The firms say that NGI Systems’ proposed restructuring would reduce the debt burden of GoodBox from £10mn to being debt free in three years, with 18 existing angel investors of GoodBox providing new funding and a new independent board of directors installed from day one.
The £4.5mn the plan aims to save for the taxpayer forms half of £9mn in convertible debt finance secured by GoodBox in January 2021 from the UK Government Future Fund, a scheme designed to support innovative UK businesses during the pandemic and operated by the British Business Bank on behalf of the Government. The Bank would retain equity in the company and a share of future revenue as intended.
In a separate hearing on 2 December, the administrators of GoodBox were denied permission by the court to sell the business ahead of the hearing on 21 December which would have left existing creditors, including the taxpayer, with nothing.

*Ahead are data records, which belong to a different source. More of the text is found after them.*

//! The `OutputWriter` trait implemented by all backend writers.

use crate::{OutputResult, SlotSnapshotRow, TickSummaryRow, VehicleSnapshotRow};

/// Trait implemented by the CSV and SQLite writers.
///
/// All methods are infallible from the observer's perspective: errors are
/// stored internally and retrieved with
/// [`SimOutputObserver::take_error`][crate::SimOutputObserver::take_error].
pub trait OutputWriter {
    /// Write a batch of vehicle snapshots.
    fn write_vehicle_snapshots(&mut self, rows: &[VehicleSnapshotRow]) -> OutputResult<()>;

    /// Write a batch of slot snapshots.
    fn write_slot_snapshots(&mut self, rows: &[SlotSnapshotRow]) -> OutputResult<()>;

    /// Write one tick summary row.
    fn write_tick_summary(&mut self, row: &TickSummaryRow) -> OutputResult<()>;

    /// Flush and close all underlying file handles.
    ///
    /// Idempotent; safe to call more than once.
    fn finish(&mut self) -> OutputResult<()>;
}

NGI Systems welcomed the decision of the court, with Barna commenting:
“The angel investors seeking to rescue GoodBox have taken on significant cost and risk to finance the legal proceedings.
“They are driven by the ambition and desire to do the right thing for the company, its clients, and creditors. We share a wholehearted belief in what GoodBox stands for and look forward to the court giving its due consideration to the rescue plan.”
Background to the case
Financial consequences of the pandemic, diminishing funds and the failure of GoodBox shareholders, board of directors and the ‘lead lender’ of the Future Fund investment to agree on a way forward, caused the business to become insolvent and enter administration earlier this year on 28 June. A petition for the administration was granted by the courts to NGI Systems, a tech consultancy and key supplier of GoodBox, with Jeremy Frost and Stephen Wadsted of Frost Group Limited appointed by the court as administrators. The Financial Conduct Authority (FCA) allowed GoodBox to continue trading while in administration but not to take on new clients.
NGI Systems has been funding the losses of GoodBox while in administration to allow it to continue trading and support its clients. NGI Systems have secured the support of a group of angel investors, who are also existing shareholders of GoodBox, to fund the costs of the administration and legal expenses of proposing the rescue plan.
If the restructuring plan is sanctioned by the court following the initial hearing on 21 December, these angel investors will become majority owners of GoodBox, with NGI Systems acting as a facilitator and minority stakeholder.
According to court filings, following the rescue plan, Canadian donation solutions provider TipTap plans to refinance GoodBox with £1.5mn as part of a partnership bringing its product to the UK and allowing GoodBox products to enter the US market.